Sabrina Le Bars, présidente de l’association de soutien aux personnes atteintes de cancer Corasso, et diagnostiquée d’un cancer de la tête et du cou en 2014, rappelle d’ailleurs que ce vaccin personnalisé est un véritable espoir pour les patients. « Avoir un cancer ORL c’est avoir une épée de Damoclès au dessus de la tête, toujours se demander de quoi demain sera fait. Le vaccin c’est vraiment rassurant pour nous, ça nous permet d’envisager un après à la maladie « 

Combler les failles de l’immunothérapie ordinaire

Le vaccin contre le cancer, et plus précisément contre les rechutes du cancer, est né d’un constat simple : l’immunothérapie est peu efficace pour les cancers ORL, et complètement inefficace pour les patients atteints de cancers des ovaires, dits papillomavirus. Les patients qui ne sont pas réceptifs à l’immunothérapie sont généralement ceux qui ont très peu de lymphocytes T, qui sont des antigènes émis par le corps pour détruire les tissus tumoraux.

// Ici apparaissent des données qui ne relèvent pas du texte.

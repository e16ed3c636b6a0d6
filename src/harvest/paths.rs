use anyhow::{Context, Result};
use std::env;
use std::path::PathBuf;

#[derive(Debug, Clone)]
pub struct HarvestPaths {
    pub harvest_home: PathBuf,
    pub state_dir: PathBuf,
    pub history_file: PathBuf,
    pub logs_dir: PathBuf,
}

impl HarvestPaths {
    pub fn under(root: &std::path::Path) -> Self {
        Self {
            harvest_home: root.to_path_buf(),
            state_dir: root.join("temp"),
            history_file: root.join("json").join("api.json"),
            logs_dir: root.join("logs"),
        }
    }

    pub fn cursor_file(&self) -> PathBuf {
        self.state_dir.join("poll_cursor.json")
    }

    pub fn lock_file(&self) -> PathBuf {
        self.state_dir.join("harvest.lock")
    }

    pub fn audit_log(&self) -> PathBuf {
        self.logs_dir.join("audit.log")
    }
}

fn env_or_default_path(var: &str, fallback: PathBuf) -> PathBuf {
    match env::var(var) {
        Ok(v) if !v.trim().is_empty() => PathBuf::from(v.trim()),
        _ => fallback,
    }
}

pub fn resolve_paths() -> Result<HarvestPaths> {
    let cwd = env::current_dir().context("current directory could not be resolved")?;
    let harvest_home = env_or_default_path("HARVEST_HOME", cwd);
    let defaults = HarvestPaths::under(&harvest_home);

    Ok(HarvestPaths {
        state_dir: env_or_default_path("HARVEST_STATE_DIR", defaults.state_dir),
        history_file: env_or_default_path("HARVEST_HISTORY_FILE", defaults.history_file),
        logs_dir: env_or_default_path("HARVEST_LOGS_DIR", defaults.logs_dir),
        harvest_home,
    })
}
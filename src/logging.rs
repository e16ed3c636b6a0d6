use std::env;

const DEFAULT_FILTER: &str = "info";

fn filter_directives(rust_log: Option<String>) -> String {
    match rust_log {
        Some(v) if !v.trim().is_empty() => v.trim().to_string(),
        _ => DEFAULT_FILTER.to_string(),
    }
}

/// Install the process-wide logger. Safe to call more than once.
pub fn init() {
    let directives = filter_directives(env::var("RUST_LOG").ok());
    let _ = pretty_env_logger::formatted_timed_builder()
        .parse_filters(&directives)
        .try_init();
}
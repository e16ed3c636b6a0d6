use crate::error::HarvestError;
use std::fs;
use std::io::Write;
use std::path::Path;

/// Replace `path` with `contents` via a sibling temp file and rename, so a
/// crash mid-write leaves the previous file intact.
pub fn write_atomic(path: &Path, contents: &str) -> Result<(), HarvestError> {
    let parent = match path.parent() {
        Some(p) if !p.as_os_str().is_empty() => p,
        _ => Path::new("."),
    };
    fs::create_dir_all(parent).map_err(|err| HarvestError::persistence(parent, err))?;

    let mut tmp = tempfile::NamedTempFile::new_in(parent)
        .map_err(|err| HarvestError::persistence(parent, err))?;
    tmp.write_all(contents.as_bytes())
        .and_then(|_| tmp.as_file().sync_all())
        .map_err(|err| HarvestError::persistence(path, err))?;
    tmp.persist(path)
        .map_err(|err| HarvestError::persistence(path, err.error))?;
    Ok(())
}

/// Collapse whitespace and strip control characters for single-line output.
pub fn single_line(input: &str, max_chars: usize) -> String {
    let clean = input
        .split_whitespace()
        .collect::<Vec<_>>()
        .join(" ")
        .chars()
        .filter(|c| !c.is_control())
        .collect::<String>();
    if clean.chars().count() > max_chars {
        let mut s: String = clean.chars().take(max_chars).collect();
        s.push('…');
        s
    } else {
        clean
    }
}
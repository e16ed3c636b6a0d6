use crate::error::HarvestError;
use crate::harvest::config::FeedConfig;
use crate::harvest::xml;
use anyhow::Result;
use reqwest::blocking::Client;
use serde_json::{Map, Value};
use std::time::Duration;

/// One incident message exactly as the feed published it.
pub type RawMessage = Map<String, Value>;

pub trait FeedSource {
    /// Messages of the snapshot published for `bucket` (`YYYYMMDD-HHMM`).
    fn fetch(&self, bucket: &str) -> Result<Vec<RawMessage>, HarvestError>;
}

/// Historical-archive client for the traffic news XML.
pub struct ArchiveFeed {
    client: Client,
    archive_url: String,
    source_url: String,
}

impl ArchiveFeed {
    pub fn new(cfg: &FeedConfig) -> Result<Self> {
        let client = Client::builder()
            .timeout(Duration::from_secs(cfg.request_timeout_secs))
            .build()?;
        Ok(Self {
            client,
            archive_url: cfg.archive_url.clone(),
            source_url: cfg.source_url.clone(),
        })
    }
}

impl FeedSource for ArchiveFeed {
    fn fetch(&self, bucket: &str) -> Result<Vec<RawMessage>, HarvestError> {
        let response = self
            .client
            .get(&self.archive_url)
            .query(&[("url", self.source_url.as_str()), ("time", bucket)])
            .send()
            .map_err(|err| HarvestError::fetch(bucket, err))?;
        if !response.status().is_success() {
            return Err(HarvestError::fetch(
                bucket,
                format!("archive responded with status {}", response.status()),
            ));
        }
        let body = response
            .bytes()
            .map_err(|err| HarvestError::fetch(bucket, err))?;
        parse_snapshot(bucket, &body)
    }
}

/// Repair and parse one snapshot body into its messages.
///
/// The feed encodes a single incident as one `<message>` object and
/// several as a list; both come back as a list here.
pub fn parse_snapshot(bucket: &str, body: &[u8]) -> Result<Vec<RawMessage>, HarvestError> {
    let repaired = xml::repair(body);
    let tree = xml::to_tree(&repaired).map_err(|err| HarvestError::fetch(bucket, err))?;
    let list = tree
        .get("list")
        .ok_or_else(|| HarvestError::fetch(bucket, "snapshot root is not <list>"))?;
    Ok(normalize_messages(bucket, list.get("message")))
}

fn normalize_messages(bucket: &str, node: Option<&Value>) -> Vec<RawMessage> {
    match node {
        None | Some(Value::Null) => Vec::new(),
        Some(Value::Object(message)) => vec![message.clone()],
        Some(Value::Array(items)) => items
            .iter()
            .filter_map(|item| match item {
                Value::Object(message) => Some(message.clone()),
                other => {
                    log::warn!("{bucket}: dropping non-object <message> entry: {other}");
                    None
                }
            })
            .collect(),
        Some(other) => {
            log::warn!("{bucket}: dropping non-object <message> entry: {other}");
            Vec::new()
        }
    }
}
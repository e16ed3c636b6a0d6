pub mod audit;
pub mod clock;
pub mod config;
pub mod cursor;
pub mod district;
pub mod driver;
pub mod feed;
pub mod history;
pub mod lock;
pub mod paths;
pub mod util;
pub mod warn;
pub mod xml;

La professeur Maha Ayyoub, immunologiste directrice de l’équipe Immunité anti-tumorale et immunothérapie au Centre de Recherche de Cancérologie de Toulouse (CRCT), explique que « le vaccin est basé sur la cellule tumorale, c’est-à-dire ses antigènes et ses protéines, mais pas sur ses signaux de danger, comme c’est le cas pour l’immunothérapie. ». L’objectif du vaccin est donc d’agir comme pour une immunothérapie, après la chirurgie et la radiothérapie des patients, lorsqu’ils sont en rémission, mais justement pour les cancer les moins réceptifs à l’immunothérapie traditionnelle. Jean Pierre Delord rappelle d’ailleurs que « il ne faut pas vacciner quelqu’un qui a encore des cellules cancéreuses visibles ». Les personnes participant aux tests cliniques sont toutes sorties d’affaires lorsqu’on leur administre le vaccin.

LA LUTTE CONTRE LE CANCER À TOULOUSE EN 2023

Le 4 février, c’est la journée mondiale de lutte contre le cancer. Pour cette occasion, la Ligue nationale contre le cancer organise, le 5 février, la cinquième édition de Toulouse Onco Run, pour récolter des fonds pour la recherche médicale. Quatre parcours sont proposés : une course de 10 km, une course de 5 km, une marche de 5 km, et une marche digitale.

Le 26 janvier, l’IUCT Oncopole a présenté le nouveau scanner Omni Legend de GE Healthcare. L’hôpital toulousain est le premier au monde à s’être doté de cette machine, qu’il utilise depuis février 2022 dans le cadre d’essais cliniques. L’objectif de cet équipement est de pouvoir détecter et effectuer le suivi des tumeurs cancéreuses de manière plus rapide, pour alléger le parcours de soin des patients.

Le 4 janvier, le CHU de Toulouse annonce sa dernière grande réussite chirurgicale : une ablation ex-vivo de tumeurs rénales multiples. Cette chirurgie robotique a été réalisée par le docteur Nicolas Doumerc sur une patiente de 68 ans qui avait été diagnostiquée en octobre 2021. Ses tumeurs rénales lui ont été retirées, et elle a également pu bénéficier d’une auto-transplantation rénale et d’une réparation de l’urètre. Cette intervention innovante a permis de traiter la patiente de manière moins invasive et plus efficace que ses précédents traitements.